##### Records supplied

/// A codec which produces messages from byte streams and vice versa.
pub struct Codec {
    builder: Builder,
    state: DecodeState,
}

/// A builder for specifying [`Codec`] options.
pub struct Builder {
    /// The network magic to use in encoding.
    network: Network,
    /// The protocol version to speak when encoding/decoding.
    version: ProtocolVersion,
    /// The maximum allowable message length.
    max_len: usize,
}

impl Codec {
    /// Return a builder for constructing a [`Codec`].
    pub fn builder() -> Builder {
        Builder {
            network: Network::Mainnet,
            version: constants::CURRENT_VERSION,
            max_len: constants::MAX_PROTOCOL_MESSAGE_LEN,
        }
    }

    /// Reconfigure the version used by the codec, e.g., after completing a handshake.
    pub fn reconfigure_version(&mut self, version: ProtocolVersion) {
        self.builder.version = version;
    }
}

impl Builder {
    /// Finalize the builder and return a [`Codec`].
    pub fn finish(self) -> Codec {
        Codec {
            builder: self,
            state: DecodeState::Head,
        }
    }

    /// Configure the codec for the given [`Network`].
    pub fn for_network(mut self, network: Network) -> Self {
        self.network = network;
        self
    }

    /// Configure the codec for the given protocol version.
    #[allow(dead_code)]
    pub fn for_version(mut self, version: ProtocolVersion) -> Self {
        self.version = version;
        self
    }

    /// Configure the codec's maximum accepted payload size, in bytes.
    #[allow(dead_code)]
    pub fn with_max_body_len(mut self, len: usize) -> Self {
        self.max_len = len;
        self
    }
}

// ======== Encoding =========

impl Encoder<Message> for Codec {
    type Error = Error;

    fn encode(&mut self, item: Message, dst: &mut BytesMut) -> Result<(), Self::Error> {
        use Error::Parse;

        // The header carries a checksum of the body, so the body has to
        // be serialized first.
        let mut body = Vec::new();
        self.write_body(&item, &mut body)?;

        if body.len() > self.builder.max_len {
            return Err(Parse("body length exceeded maximum size"));
        }

        let command = item.command();
        tracing::trace!(%item, len = body.len(), "encoding message");

        let mut header = [0u8; HEADER_LEN];
        let mut header_writer = Cursor::new(&mut header[..]);
        header_writer.write_all(&Magic::from(self.builder.network).0[..])?;
        header_writer.write_all(command.bytes())?;
        header_writer.write_u32::<LittleEndian>(body.len() as u32)?;
        header_writer.write_all(&sha256d::Checksum::from(&body[..]).0)?;

        dst.reserve(HEADER_LEN + body.len());
        dst.extend_from_slice(&header);
        dst.extend_from_slice(&body);

        Ok(())
    }
}

impl Codec {
    /// Write the body of the message into the given writer.
    fn write_body<W: Write>(&self, msg: &Message, mut writer: W) -> Result<(), Error> {
        match msg {
            Message::Version(inner) => {
                inner.thunderbolt_serialize(&mut writer)?;
            }
            Message::Verack => { /* Empty payload -- no-op */ }
            Message::Ping(nonce) => {
                nonce.thunderbolt_serialize(&mut writer)?;
            }
            Message::Pong(nonce) => {
                nonce.thunderbolt_serialize(&mut writer)?;
            }
            Message::GetAddr => { /* Empty payload -- no-op */ }
            Message::Addr(addrs) => addrs.thunderbolt_serialize(&mut writer)?,
            Message::GetBlocks(get_blocks) => get_blocks.thunderbolt_serialize(&mut writer)?,
            Message::GetHeaders(get_headers) => get_headers.thunderbolt_serialize(&mut writer)?,
            Message::Headers(headers) => headers.thunderbolt_serialize(&mut writer)?,
            Message::Inv(hashes) => hashes.thunderbolt_serialize(&mut writer)?,
            Message::GetData(hashes) => hashes.thunderbolt_serialize(&mut writer)?,
            Message::NotFound(hashes) => hashes.thunderbolt_serialize(&mut writer)?,
            Message::Block(block) => block.thunderbolt_serialize(&mut writer)?,
            Message::Tx(transaction) => transaction.thunderbolt_serialize(&mut writer)?,
            Message::Mempool => { /* Empty payload -- no-op */ }
        }
        Ok(())
    }
}

// ======== Decoding =========

enum DecodeState {
    Head,
    Body {
        body_len: usize,
        /// `None` for commands we don't speak: the body is consumed
        /// and dropped without erroring, so unknown traffic from newer
        /// peers never kills the connection.
        command: Option<Command>,
        checksum: sha256d::Checksum,
    },
}

impl fmt::Debug for DecodeState {
    fn fmt(&self, f: &mut fmt::Formatter) -> fmt::Result {
        match self {
            DecodeState::Head => write!(f, "DecodeState::Head"),
            DecodeState::Body {
                body_len,
                command,
                checksum,
            } => f
                .debug_struct("DecodeState::Body")
                .field("body_len", &body_len)
                .field("command", &command)
                .field("checksum", &checksum)
                .finish(),
        }
    }
}
//! Definitions of network messages.

use std::fmt;
use std::sync::Arc;

use thunderbolt_chain::{
    block::{self, Block},
    transaction::Transaction,
};

use super::inv::InventoryHash;
use super::types::Nonce;
use super::Command;
use crate::meta_addr::MetaAddr;

mod get_blocks;
mod get_headers;
mod version;

pub use get_blocks::GetBlocks;
pub use get_headers::GetHeaders;
pub use version::Version;

/// A network message.
///
/// This enum is the internal representation; the 12-byte ASCII command
/// string and the envelope around the payload are a serialization
/// detail handled by the codec. (As a side benefit, that means there is
/// a clearly-defined validation boundary for network messages during
/// serialization.)
#[derive(Clone, Eq, PartialEq, Debug)]
pub enum Message {
    /// A `version` message.
    ///
    /// Despite the name, its role is really analogous to a
    /// `ClientHello` in TLS: it begins the handshake, and is distinct
    /// from a simple version number.
    Version(Version),

    /// A `verack` message: the handshake acknowledgement.
    Verack,

    /// A `ping` message, carrying a nonce unique to this ping.
    Ping(Nonce),

    /// A `pong` message, echoing the nonce of a prior `ping`.
    Pong(Nonce),

    /// A `getaddr` message: solicit the peer's known addresses.
    GetAddr,

    /// An `addr` message: a gossip batch of timestamped addresses.
    Addr(Vec<MetaAddr>),

    /// A `getblocks` message.
    ///
    /// The locator is a series of known block hashes spaced out along
    /// the sender's best chain, newest first. The receiver computes the
    /// intersection with its own best chain and replies with an `inv`
    /// of the blocks that follow, up to 500.
    GetBlocks(GetBlocks),

    /// An `inv` message: advertise knowledge of one or more objects,
    /// unsolicited or in reply to `getblocks`.
    Inv(Vec<InventoryHash>),

    /// A `getheaders` message: like `getblocks`, but the reply is a
    /// `headers` batch of up to 2000 headers.
    GetHeaders(GetHeaders),

    /// A `headers` message, each header paired with its block's
    /// transaction count.
    Headers(Vec<block::CountedHeader>),

    /// A `getdata` message, fetching the content of advertised objects.
    GetData(Vec<InventoryHash>),

    /// A `block` message: one full serialized block.
    Block(Arc<Block>),

    /// A `tx` message: one full serialized transaction.
    Tx(Arc<Transaction>),

    /// A `notfound` message, listing `getdata` entries we couldn't serve.
    NotFound(Vec<InventoryHash>),

    /// A `mempool` message: solicit an `inv` of pending transactions.
    Mempool,
}

impl fmt::Display for Message {
    fn fmt(&self, f: &mut fmt::Formatter) -> fmt::Result {
        f.write_str(match self {
            Message::Version { .. } => "version",
            Message::Verack => "verack",
            Message::Ping(_) => "ping",
            Message::Pong(_) => "pong",
            Message::GetAddr => "getaddr",
            Message::Addr(_) => "addr",
            Message::GetBlocks { .. } => "getblocks",
            Message::Inv(_) => "inv",
            Message::GetHeaders { .. } => "getheaders",
            Message::Headers(_) => "headers",
            Message::GetData(_) => "getdata",
            Message::Block(_) => "block",
            Message::Tx(_) => "tx",
            Message::NotFound(_) => "notfound",
            Message::Mempool => "mempool",
        })
    }
}

impl Message {
    pub fn command(&self) -> Command {
        match self {
            Message::Version { .. } => Command::Version,
            Message::Verack => Command::Verack,
            Message::Ping { .. } => Command::Ping,
            Message::Pong { .. } => Command::Pong,
            Message::GetAddr => Command::GetAddr,
            Message::Addr { .. } => Command::Addr,
            Message::GetBlocks { .. } => Command::GetBlocks,
            Message::Inv { .. } => Command::Inv,
            Message::GetHeaders { .. } => Command::GetHeaders,
            Message::Headers { .. } => Command::Headers,
            Message::GetData { .. } => Command::GetData,
            Message::Block { .. } => Command::Block,
            Message::Tx { .. } => Command::Tx,
            Message::NotFound { .. } => Command::NotFound,
            Message::Mempool => Command::MemPool,
        }
    }
}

##########

Go through the records and count every line with the word "serialized"; the answer is the number alone.

3